Anything found on aliexpress, temu or wish. Manufactured trash/industrial runoff that's likely dangerous to breathe near.
Television news. In fact, most of the shit on television these days.
The idea cancer for toddlers section of youtube, which I think they have since cleaned up. The "finger family pregnant elsa kills hitler spiderman" era. Which was kind of fascinating to study, because no one was in charge. iPad children weren't making decisions, they were just letting the colors and sounds happen, and actual people deciding to make the content, sometimes to the point of wearing costumes and shooting live video, were making what the algorithm deemed popular. At least one woman pulled a bright blue dress over a fake baby belly while her husband scribbled a toothbrush mustache on a Spiderman mask and didn't think "What the hell are we even doing right now?"
Reaction videos can be done right. There's a vocal coach on Youtube who listens to and comments on the vocal techniques in use in famous songs, the most fun ones are the ones she's never heard before. It's also really easy to do this kind of content lazily, play someone else's video and remember to say "oh shit" occasionally.
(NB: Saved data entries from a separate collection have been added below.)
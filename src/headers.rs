use crate::util::{is_forbidden_value_octet, is_space_or_tab, is_token, trimmed, FlagOperations};

/// Syntactic anomalies found while splitting a header or trailer block
/// into lines. The framer maps these to warnings or fatal errors
/// depending on whether the block is a header or a trailer and on the
/// active validation policy.
#[derive(Debug, PartialEq, Eq)]
pub struct Flags;

impl Flags {
    pub const MISSING_COLON: u64 = 0x0001;
    pub const NAME_EMPTY: u64 = 0x0002;
    pub const NAME_NON_TOKEN_CHARS: u64 = 0x0004;
    pub const FOLDING: u64 = 0x0008;
    pub const VALUE_EMPTY: u64 = 0x0010;
    pub const FORBIDDEN_VALUE_CHARS: u64 = 0x0020;
}

/// An index-based region of a storage buffer. Spans stay valid for as
/// long as the buffer they index into only grows.
#[derive(Clone, Copy, Debug, Default, PartialEq, Eq)]
pub struct Span {
    pub start: usize,
    pub len: usize,
}

impl Span {
    pub fn new(start: usize, len: usize) -> Self {
        Self { start, len }
    }

    pub fn is_empty(&self) -> bool {
        self.len == 0
    }

    /// Resolves the span against the buffer it was recorded in.
    pub fn slice<'a>(&self, buf: &'a [u8]) -> &'a [u8] {
        &buf[self.start..self.start + self.len]
    }

    pub(crate) fn offset(self, base: usize) -> Span {
        Span::new(self.start + base, self.len)
    }
}

/// One parsed header or trailer line: name and value spans plus the
/// anomaly flags collected while parsing. Spans are immutable once the
/// line has been emitted.
#[derive(Clone, Copy, Debug, Default, PartialEq, Eq)]
pub struct HeaderLine {
    pub name: Span,
    pub value: Span,
    pub flags: u64,
}

/// The result of splitting a block region into logical lines.
#[derive(Debug, Default, PartialEq, Eq)]
pub(crate) struct ParsedBlock {
    pub lines: Vec<HeaderLine>,
    /// The very first line of the block began with whitespace, so there
    /// is no predecessor to fold it onto.
    pub begins_with_fold: bool,
}

/// Splits `block[start..end]` into logical header lines, honoring
/// obs-fold continuations, and parses each into name/value spans.
///
/// Every physical line in the region is expected to end with LF (the
/// caller hands over complete, terminator-delimited blocks). A CR
/// immediately before the LF is absorbed. Spans are relative to
/// `block`; folded values keep their embedded CR/LF bytes, which is
/// what keeps every value a single contiguous span.
pub(crate) fn parse_block_lines(block: &[u8], start: usize, end: usize) -> ParsedBlock {
    let mut logical: Vec<(usize, usize, u64)> = Vec::with_capacity(16);
    let mut begins_with_fold = false;
    let mut pos = start;
    while pos < end {
        let nl = match block[pos..end].iter().position(|&c| c == b'\n') {
            Some(i) => pos + i,
            None => end, // unterminated tail; tolerated for robustness
        };
        let mut content_end = nl;
        if content_end > pos && block[content_end - 1] == b'\r' {
            content_end -= 1;
        }
        if content_end > pos && is_space_or_tab(block[pos]) {
            match logical.last_mut() {
                Some(last) => {
                    last.1 = content_end;
                    last.2.set(Flags::FOLDING);
                }
                None => {
                    begins_with_fold = true;
                    logical.push((pos, content_end, Flags::FOLDING));
                }
            }
        } else if content_end > pos {
            logical.push((pos, content_end, 0));
        }
        pos = nl + 1;
    }
    let lines = logical
        .into_iter()
        .map(|(s, e, flags)| parse_line(block, s, e, flags))
        .collect();
    ParsedBlock {
        lines,
        begins_with_fold,
    }
}

/// Parses one logical line `block[start..end]` into a record.
fn parse_line(block: &[u8], start: usize, end: usize, mut flags: u64) -> HeaderLine {
    let line = &block[start..end];
    let colon = match line.iter().position(|&c| c == b':') {
        Some(i) => i,
        None => {
            flags.set(Flags::MISSING_COLON);
            return HeaderLine {
                name: Span::new(start, 0),
                value: Span::new(start, end - start),
                flags,
            };
        }
    };
    let name_raw = &line[..colon];
    if trimmed(name_raw).is_empty() {
        flags.set(Flags::NAME_EMPTY);
    } else if name_raw.iter().any(|&c| !is_token(c)) {
        flags.set(Flags::NAME_NON_TOKEN_CHARS);
    }
    let value_raw = &line[colon + 1..];
    let value = match value_raw.iter().position(|&c| !is_space_or_tab(c)) {
        Some(lead) => {
            let last = value_raw
                .iter()
                .rposition(|&c| !is_space_or_tab(c))
                .unwrap_or(lead);
            let value = &value_raw[lead..=last];
            if value.iter().any(|&c| is_forbidden_value_octet(c)) {
                flags.set(Flags::FORBIDDEN_VALUE_CHARS);
            }
            Span::new(start + colon + 1 + lead, last + 1 - lead)
        }
        None => {
            flags.set(Flags::VALUE_EMPTY);
            Span::new(end, 0)
        }
    };
    HeaderLine {
        name: Span::new(start, colon),
        value,
        flags,
    }
}

/// Caller-owned header storage: a monotonically growing byte buffer
/// plus the record table of lines parsed out of it. The framer only
/// appends; spans handed out through records stay valid until the
/// caller invokes [`BalsaHeaders::clear`].
///
/// First-line tokens are retained so consumers can re-inspect
/// method/target/version (requests) or version/status/reason
/// (responses) after parsing. The two views alias the same three token
/// slots.
#[derive(Clone, Debug, Default)]
pub struct BalsaHeaders {
    buf: Vec<u8>,
    lines: Vec<HeaderLine>,
    first_line: Span,
    tokens: [Span; 3],
    parsed_response_code: u32,
}

impl BalsaHeaders {
    pub fn new() -> Self {
        Self::default()
    }

    /// The raw bytes accumulated so far, including line terminators.
    pub fn buffer(&self) -> &[u8] {
        &self.buf
    }

    /// Resolves a span recorded in this storage.
    pub fn bytes(&self, span: Span) -> &[u8] {
        span.slice(&self.buf)
    }

    /// Appends a complete block and its parsed records, rebasing all
    /// spans onto this storage's buffer.
    pub(crate) fn commit_block(
        &mut self,
        block: &[u8],
        first_line: Span,
        tokens: [Span; 3],
        parsed_response_code: u32,
        lines: &[HeaderLine],
    ) {
        let base = self.buf.len();
        self.buf.extend_from_slice(block);
        self.first_line = first_line.offset(base);
        self.tokens = [
            tokens[0].offset(base),
            tokens[1].offset(base),
            tokens[2].offset(base),
        ];
        self.parsed_response_code = parsed_response_code;
        for line in lines {
            self.lines.push(HeaderLine {
                name: line.name.offset(base),
                value: line.value.offset(base),
                flags: line.flags,
            });
        }
    }

    /// The most recently committed start line, without its terminator.
    pub fn first_line(&self) -> &[u8] {
        self.bytes(self.first_line)
    }

    /// Request view: the method token.
    pub fn method(&self) -> &[u8] {
        self.bytes(self.tokens[0])
    }

    /// Request view: the request-target token.
    pub fn request_uri(&self) -> &[u8] {
        self.bytes(self.tokens[1])
    }

    /// Request view: the version token (empty for HTTP/0.9 requests).
    pub fn request_version(&self) -> &[u8] {
        self.bytes(self.tokens[2])
    }

    /// Response view: the version token.
    pub fn response_version(&self) -> &[u8] {
        self.bytes(self.tokens[0])
    }

    /// Response view: the status-code token.
    pub fn response_code(&self) -> &[u8] {
        self.bytes(self.tokens[1])
    }

    /// Response view: the reason phrase (may be empty).
    pub fn response_reason_phrase(&self) -> &[u8] {
        self.bytes(self.tokens[2])
    }

    /// The status code as an integer; 0 until a response line has been
    /// committed.
    pub fn parsed_response_code(&self) -> u32 {
        self.parsed_response_code
    }

    /// Looks up the first header with the given name, ignoring ASCII
    /// case, and returns its value.
    pub fn get<K: AsRef<[u8]>>(&self, name: K) -> Option<&[u8]> {
        let name = name.as_ref();
        self.lines
            .iter()
            .find(|line| self.bytes(line.name).eq_ignore_ascii_case(name))
            .map(|line| self.bytes(line.value))
    }

    /// Collects the values of every header with the given name, in
    /// insertion order.
    pub fn get_all<K: AsRef<[u8]>>(&self, name: K) -> Vec<&[u8]> {
        let name = name.as_ref();
        self.lines
            .iter()
            .filter(|line| self.bytes(line.name).eq_ignore_ascii_case(name))
            .map(|line| self.bytes(line.value))
            .collect()
    }

    /// Iterates over all recorded (name, value) pairs.
    pub fn lines(&self) -> impl Iterator<Item = (&[u8], &[u8])> + '_ {
        self.lines
            .iter()
            .map(move |line| (self.bytes(line.name), self.bytes(line.value)))
    }

    /// The raw records, for consumers that need the anomaly flags.
    pub fn records(&self) -> &[HeaderLine] {
        &self.lines
    }

    pub fn header_count(&self) -> usize {
        self.lines.len()
    }

    pub fn is_empty(&self) -> bool {
        self.lines.is_empty()
    }

    /// Discards all bytes and records. Invalidates every span handed
    /// out so far; the framer never calls this on the caller's behalf.
    pub fn clear(&mut self) {
        self.buf.clear();
        self.lines.clear();
        self.first_line = Span::default();
        self.tokens = [Span::default(); 3];
        self.parsed_response_code = 0;
    }
}

#[cfg(test)]
mod test {
    use super::*;
    use rstest::rstest;

    fn line_at<'a>(block: &'a [u8], parsed: &ParsedBlock, i: usize) -> (&'a [u8], &'a [u8], u64) {
        let line = &parsed.lines[i];
        (line.name.slice(block), line.value.slice(block), line.flags)
    }

    #[rstest]
    #[case::simple(b"Key: value\r\n", b"Key", b"value", 0)]
    #[case::no_value_space(b"Key:value\r\n", b"Key", b"value", 0)]
    #[case::bare_lf(b"Key: value\n", b"Key", b"value", 0)]
    #[case::tab_ws(b"Key:\tvalue\t\r\n", b"Key", b"value", 0)]
    #[case::trailing_ws(b"Key: value   \r\n", b"Key", b"value", 0)]
    #[case::empty_value(b"Key:\r\n", b"Key", b"", Flags::VALUE_EMPTY)]
    #[case::empty_value_ws(b"Key:   \r\n", b"Key", b"", Flags::VALUE_EMPTY)]
    #[case::empty_name(b": value\r\n", b"", b"value", Flags::NAME_EMPTY)]
    #[case::space_in_name(b"Key Name: value\r\n", b"Key Name", b"value", Flags::NAME_NON_TOKEN_CHARS)]
    #[case::space_before_colon(b"Key : value\r\n", b"Key ", b"value", Flags::NAME_NON_TOKEN_CHARS)]
    #[case::tab_in_name(b"Key\tName: value\r\n", b"Key\tName", b"value", Flags::NAME_NON_TOKEN_CHARS)]
    #[case::paren_in_name(b"Key(1): value\r\n", b"Key(1)", b"value", Flags::NAME_NON_TOKEN_CHARS)]
    #[case::ctl_in_value(b"Key: va\x01lue\r\n", b"Key", b"va\x01lue", Flags::FORBIDDEN_VALUE_CHARS)]
    #[case::del_in_value(b"Key: va\x7flue\r\n", b"Key", b"va\x7flue", Flags::FORBIDDEN_VALUE_CHARS)]
    fn test_single_line(
        #[case] block: &[u8],
        #[case] name: &[u8],
        #[case] value: &[u8],
        #[case] flags: u64,
    ) {
        let parsed = parse_block_lines(block, 0, block.len());
        assert_eq!(parsed.lines.len(), 1);
        assert!(!parsed.begins_with_fold);
        assert_eq!(line_at(block, &parsed, 0), (name, value, flags));
    }

    #[test]
    fn test_missing_colon() {
        let block = b"this line has no colon\r\n";
        let parsed = parse_block_lines(block, 0, block.len());
        assert_eq!(parsed.lines.len(), 1);
        let (name, value, flags) = line_at(block, &parsed, 0);
        assert_eq!(name, b"");
        assert_eq!(value, b"this line has no colon");
        assert!(flags.is_set(Flags::MISSING_COLON));
    }

    #[test]
    fn test_folded_value_keeps_embedded_bytes() {
        let block = b"Key: one\r\n two\r\n\tthree\r\nNext: x\r\n";
        let parsed = parse_block_lines(block, 0, block.len());
        assert_eq!(parsed.lines.len(), 2);
        let (name, value, flags) = line_at(block, &parsed, 0);
        assert_eq!(name, b"Key");
        assert_eq!(value, b"one\r\n two\r\n\tthree");
        assert!(flags.is_set(Flags::FOLDING));
        let (name, value, flags) = line_at(block, &parsed, 1);
        assert_eq!(name, b"Next");
        assert_eq!(value, b"x");
        assert_eq!(flags, 0);
    }

    #[test]
    fn test_fold_with_no_predecessor() {
        let block = b" leading fold\r\nKey: v\r\n";
        let parsed = parse_block_lines(block, 0, block.len());
        assert!(parsed.begins_with_fold);
        assert_eq!(parsed.lines.len(), 2);
    }

    #[test]
    fn test_region_bounds_respected() {
        let block = b"GET / HTTP/1.1\r\nKey: v\r\n\r\n";
        // Region excludes the start line and the final blank line.
        let parsed = parse_block_lines(block, 16, block.len() - 2);
        assert_eq!(parsed.lines.len(), 1);
        assert_eq!(line_at(block, &parsed, 0).0, b"Key");
    }

    #[test]
    fn test_commit_and_lookup() {
        let block = b"GET /path HTTP/1.1\r\nHost: example.com\r\nAccept: */*\r\n\r\n";
        let parsed = parse_block_lines(block, 20, block.len() - 2);
        let mut headers = BalsaHeaders::new();
        headers.commit_block(
            block,
            Span::new(0, 18),
            [Span::new(0, 3), Span::new(4, 5), Span::new(10, 8)],
            0,
            &parsed.lines,
        );
        assert_eq!(headers.first_line(), b"GET /path HTTP/1.1");
        assert_eq!(headers.method(), b"GET");
        assert_eq!(headers.request_uri(), b"/path");
        assert_eq!(headers.request_version(), b"HTTP/1.1");
        assert_eq!(headers.get("host"), Some(&b"example.com"[..]));
        assert_eq!(headers.get("HOST"), Some(&b"example.com"[..]));
        assert_eq!(headers.get("missing"), None);
        assert_eq!(headers.header_count(), 2);
        let all: Vec<_> = headers.lines().collect();
        assert_eq!(all[1], (&b"Accept"[..], &b"*/*"[..]));
    }

    #[test]
    fn test_first_match_wins_and_spans_survive_growth() {
        let mut headers = BalsaHeaders::new();
        let block1 = b"HTTP/1.1 200 OK\r\nSet-Cookie: a=1\r\n\r\n";
        let parsed1 = parse_block_lines(block1, 17, block1.len() - 2);
        headers.commit_block(
            block1,
            Span::new(0, 15),
            [Span::new(0, 8), Span::new(9, 3), Span::new(13, 2)],
            200,
            &parsed1.lines,
        );
        let first = headers.get("set-cookie").map(<[u8]>::to_vec);
        // A second commit only appends; earlier records must not move.
        let block2 = b"HTTP/1.1 200 OK\r\nSet-Cookie: b=2\r\n\r\n";
        let parsed2 = parse_block_lines(block2, 17, block2.len() - 2);
        headers.commit_block(
            block2,
            Span::new(0, 15),
            [Span::new(0, 8), Span::new(9, 3), Span::new(13, 2)],
            200,
            &parsed2.lines,
        );
        assert_eq!(headers.get("set-cookie").map(<[u8]>::to_vec), first);
        assert_eq!(
            headers.get_all("set-cookie"),
            vec![&b"a=1"[..], &b"b=2"[..]]
        );
        assert_eq!(headers.parsed_response_code(), 200);
    }
}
The experience of managing a consumer-grade LAN appliance:
Open web browser
Start typing 192.168.0.1
It auto-inserts 192.168.0.12 because that's the IP address of your NAS, and you've logged into it to adjust something at some point in the last six months. You register it has done this as you're releasing the Enter key.
click Back.
Type the IP address again, this time carefully deleting the 2 it oh so helpfully inserted.
Wait 3 to 5 business weeks while the 16-bit ARM microcontroller they put in these things serves a web page like old people fuck. It loads to a completely useless stats page that has no information that anyone has ever needed to know.
Click LAN Setup.
Wait 3 to 5 business weeks while the 16-bit ARM microcontroller they put in these things serves a web page like old people fuck.
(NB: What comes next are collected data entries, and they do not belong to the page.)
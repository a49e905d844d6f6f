use std::cell::RefCell;
use std::rc::Rc;

use balsa::{BalsaFrame, BalsaFrameError, BalsaHeaders, BalsaVisitor};

/// One recorded framer event. Body, raw-body and chunk-extension bytes
/// are accumulated separately (see [`Recorder`]) because their
/// segmentation legitimately depends on how the input was chunked;
/// everything else must be identical however the bytes arrive.
#[derive(Clone, Debug, PartialEq, Eq)]
pub enum Event {
    RequestFirstLine {
        line: Vec<u8>,
        method: Vec<u8>,
        uri: Vec<u8>,
        version: Vec<u8>,
    },
    ResponseFirstLine {
        line: Vec<u8>,
        version: Vec<u8>,
        code: Vec<u8>,
        reason: Vec<u8>,
    },
    Header {
        name: Vec<u8>,
        value: Vec<u8>,
    },
    HeaderInput(Vec<u8>),
    ProcessHeaders(Vec<(Vec<u8>, Vec<u8>)>),
    HeaderDone,
    InterimHeaders {
        status: u32,
        lines: Vec<(Vec<u8>, Vec<u8>)>,
    },
    ContinueHeaderDone,
    ChunkLength(u64),
    TrailerInput(Vec<u8>),
    ProcessTrailers(Vec<(Vec<u8>, Vec<u8>)>),
    MessageDone,
    Error(BalsaFrameError),
    Warning(BalsaFrameError),
}

fn pairs(headers: &BalsaHeaders) -> Vec<(Vec<u8>, Vec<u8>)> {
    headers
        .lines()
        .map(|(name, value)| (name.to_vec(), value.to_vec()))
        .collect()
}

/// An event sink that records everything it sees.
#[derive(Default)]
pub struct Recorder {
    pub events: Vec<Event>,
    pub raw_body: Vec<u8>,
    pub body: Vec<u8>,
    pub chunk_extensions: Vec<u8>,
}

impl BalsaVisitor for Recorder {
    fn on_request_first_line(&mut self, line: &[u8], method: &[u8], uri: &[u8], version: &[u8]) {
        self.events.push(Event::RequestFirstLine {
            line: line.to_vec(),
            method: method.to_vec(),
            uri: uri.to_vec(),
            version: version.to_vec(),
        });
    }

    fn on_response_first_line(&mut self, line: &[u8], version: &[u8], code: &[u8], reason: &[u8]) {
        self.events.push(Event::ResponseFirstLine {
            line: line.to_vec(),
            version: version.to_vec(),
            code: code.to_vec(),
            reason: reason.to_vec(),
        });
    }

    fn on_header(&mut self, name: &[u8], value: &[u8]) {
        self.events.push(Event::Header {
            name: name.to_vec(),
            value: value.to_vec(),
        });
    }

    fn on_header_input(&mut self, raw: &[u8]) {
        self.events.push(Event::HeaderInput(raw.to_vec()));
    }

    fn process_headers(&mut self, headers: &BalsaHeaders) {
        self.events.push(Event::ProcessHeaders(pairs(headers)));
    }

    fn header_done(&mut self) {
        self.events.push(Event::HeaderDone);
    }

    fn on_interim_headers(&mut self, headers: &BalsaHeaders) {
        self.events.push(Event::InterimHeaders {
            status: headers.parsed_response_code(),
            lines: pairs(headers),
        });
    }

    fn continue_header_done(&mut self) {
        self.events.push(Event::ContinueHeaderDone);
    }

    fn on_raw_body_input(&mut self, raw: &[u8]) {
        self.raw_body.extend_from_slice(raw);
    }

    fn on_body_chunk_input(&mut self, data: &[u8]) {
        self.body.extend_from_slice(data);
    }

    fn on_chunk_length(&mut self, length: u64) {
        self.events.push(Event::ChunkLength(length));
    }

    fn on_chunk_extension_input(&mut self, ext: &[u8]) {
        self.chunk_extensions.extend_from_slice(ext);
    }

    fn on_trailer_input(&mut self, raw: &[u8]) {
        self.events.push(Event::TrailerInput(raw.to_vec()));
    }

    fn process_trailers(&mut self, trailers: &BalsaHeaders) {
        self.events.push(Event::ProcessTrailers(pairs(trailers)));
    }

    fn message_done(&mut self) {
        self.events.push(Event::MessageDone);
    }

    fn handle_error(&mut self, code: BalsaFrameError) {
        self.events.push(Event::Error(code));
    }

    fn handle_warning(&mut self, code: BalsaFrameError) {
        self.events.push(Event::Warning(code));
    }
}

/// A fully wired framer: recording visitor plus all three storages.
pub struct Harness {
    pub frame: BalsaFrame,
    pub recorder: Rc<RefCell<Recorder>>,
    pub headers: Rc<RefCell<BalsaHeaders>>,
    pub trailer: Rc<RefCell<BalsaHeaders>>,
    pub continue_headers: Rc<RefCell<BalsaHeaders>>,
}

impl Harness {
    pub fn new(is_request: bool) -> Self {
        let recorder = Rc::new(RefCell::new(Recorder::default()));
        let headers = Rc::new(RefCell::new(BalsaHeaders::new()));
        let trailer = Rc::new(RefCell::new(BalsaHeaders::new()));
        let continue_headers = Rc::new(RefCell::new(BalsaHeaders::new()));
        let mut frame = BalsaFrame::new();
        frame.set_is_request(is_request);
        frame.set_visitor(Some(recorder.clone() as Rc<RefCell<dyn BalsaVisitor>>));
        frame.set_headers_storage(Some(headers.clone()));
        frame.set_trailer_storage(Some(trailer.clone()));
        frame.set_continue_storage(Some(continue_headers.clone()));
        Self {
            frame,
            recorder,
            headers,
            trailer,
            continue_headers,
        }
    }

    pub fn request() -> Self {
        Self::new(true)
    }

    pub fn response() -> Self {
        Self::new(false)
    }

    /// Feeds the input in windows of at most `size` bytes, re-offering
    /// unconsumed bytes, until everything is consumed or the framer
    /// stops making progress. Returns the total consumed.
    pub fn feed_in_chunks(&mut self, input: &[u8], size: usize) -> usize {
        let mut offset = 0;
        while offset < input.len() {
            let end = (offset + size).min(input.len());
            let consumed = self.frame.process_input(&input[offset..end]);
            offset += consumed;
            if consumed == 0 {
                break;
            }
        }
        offset
    }

    pub fn events(&self) -> Vec<Event> {
        self.recorder.borrow().events.clone()
    }

    pub fn body(&self) -> Vec<u8> {
        self.recorder.borrow().body.clone()
    }

    pub fn raw_body(&self) -> Vec<u8> {
        self.recorder.borrow().raw_body.clone()
    }

    pub fn chunk_extensions(&self) -> Vec<u8> {
        self.recorder.borrow().chunk_extensions.clone()
    }
}

/// Runs a complete message through a fresh harness at the given chunk
/// size.
pub fn run_chunked(is_request: bool, input: &[u8], size: usize) -> Harness {
    let mut harness = Harness::new(is_request);
    harness.feed_in_chunks(input, size);
    harness
}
Parse the wall of acronyms before you, click the link that says DHCP.
Wait 3 to 5 business weeks while the 16-bit ARM microcontroller they put in these things serves a web page like old people fuck.
It continues in that fashion until you get what you need done or your network stops working and you have to get a pen and press the Reset button on the back of the device.
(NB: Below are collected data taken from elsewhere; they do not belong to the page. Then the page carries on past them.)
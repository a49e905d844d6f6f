#![no_main]
#[macro_use]
extern crate libfuzzer_sys;
extern crate balsa;

use std::cell::RefCell;
use std::rc::Rc;

use balsa::{BalsaFrame, BalsaHeaders, BalsaVisitor, InvalidCharsLevel, NoOpVisitor};

struct Fuzzer {
    frame: BalsaFrame,
}

impl Fuzzer {
    fn new(is_request: bool) -> Self {
        let mut frame = BalsaFrame::new();
        frame.set_is_request(is_request);
        frame.set_invalid_chars_level(InvalidCharsLevel::Warn);
        frame.set_headers_storage(Some(Rc::new(RefCell::new(BalsaHeaders::new()))));
        frame.set_trailer_storage(Some(Rc::new(RefCell::new(BalsaHeaders::new()))));
        frame.set_continue_storage(Some(Rc::new(RefCell::new(BalsaHeaders::new()))));
        frame.set_visitor(Some(
            Rc::new(RefCell::new(NoOpVisitor)) as Rc<RefCell<dyn BalsaVisitor>>
        ));
        Fuzzer { frame }
    }

    fn run(&mut self, data: &[u8]) {
        // Feed in ragged windows so state is exercised across call
        // boundaries, and check the byte-accounting invariants.
        let mut offset = 0;
        let mut window = 1;
        while offset < data.len() {
            let end = std::cmp::min(offset + window, data.len());
            let consumed = self.frame.process_input(&data[offset..end]);
            assert!(consumed <= end - offset);
            if self.frame.is_error() {
                // Once fatal, every further call must consume nothing.
                assert_eq!(self.frame.process_input(&data[offset..]), 0);
                return;
            }
            if consumed == 0 && self.frame.message_fully_read() {
                self.frame.reset();
                continue;
            }
            if consumed == 0 {
                offset = end;
            } else {
                offset += consumed;
            }
            window = window % 7 + 1;
        }
        self.frame.connection_closed();
    }
}

fuzz_target!(|data: &[u8]| {
    Fuzzer::new(true).run(data);
    Fuzzer::new(false).run(data);
});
You know that fat British guy that someone is posting shorts of on Youtube/Tiktok? "I was working for a company and their main product wasn't selling. They asked me if they should lower the price, I told them 'no, make your entry level product more shit.' So they took their entry level product and added roofing nails to the seat cushions. Overnight, sales of their main product skyrocketed because no one was buying their entry level anymore." That guy? He said he likes Samsung's folding phone because "I'm old and my vision is failing, so I like the larger screen of the Fold. But you can't sell that, because it's not cool to sell products for the old and infirm."
Hershey's does not taste like shit.
It tastes like vomit. Get your facts straight.
I want it to work like a hit and miss engine. Big ol flywheel, the exhaust valve is held open until the RPM dips low enough then you get a power stroke, just a nice controlled fusion event that releases a whackton of energy, bring the RPM up a bit...
Whang!'s playlist on the Lost Evil Farming Game He does a lot of other stuff, old internet bullshit, gross out body horror, etc. but the lost media stuff is fun.
A playlist of Ashens' talks at the Norwich Games Festival. ](https://youtube.com/playlist?list=PLNaDU7vnvSQuJ4SeFRiW8RmPZhY6Ga7Rb) Stuart Ashen, Ph. D., author of the book Terrible Old Games You've Probably Never Heard Of and star of the hit film Ashens and the Quest for the Gamechild, has also spent most of the 21st century kneeling in front of a brown sofa making fun of shit he bought at pound shops.
RedLetterMedia's Best of the Worst playlist. They've done a bunch of stuff, Best of the Worst is their hanging around, watching old videos (shitty B movies, instructional tapes, scams, cult propaganda, bizarre art major bullshit) and discuss. If you like MST3K you'll probably like BotW. Playing Dangerous is in one of the earliest episodes made.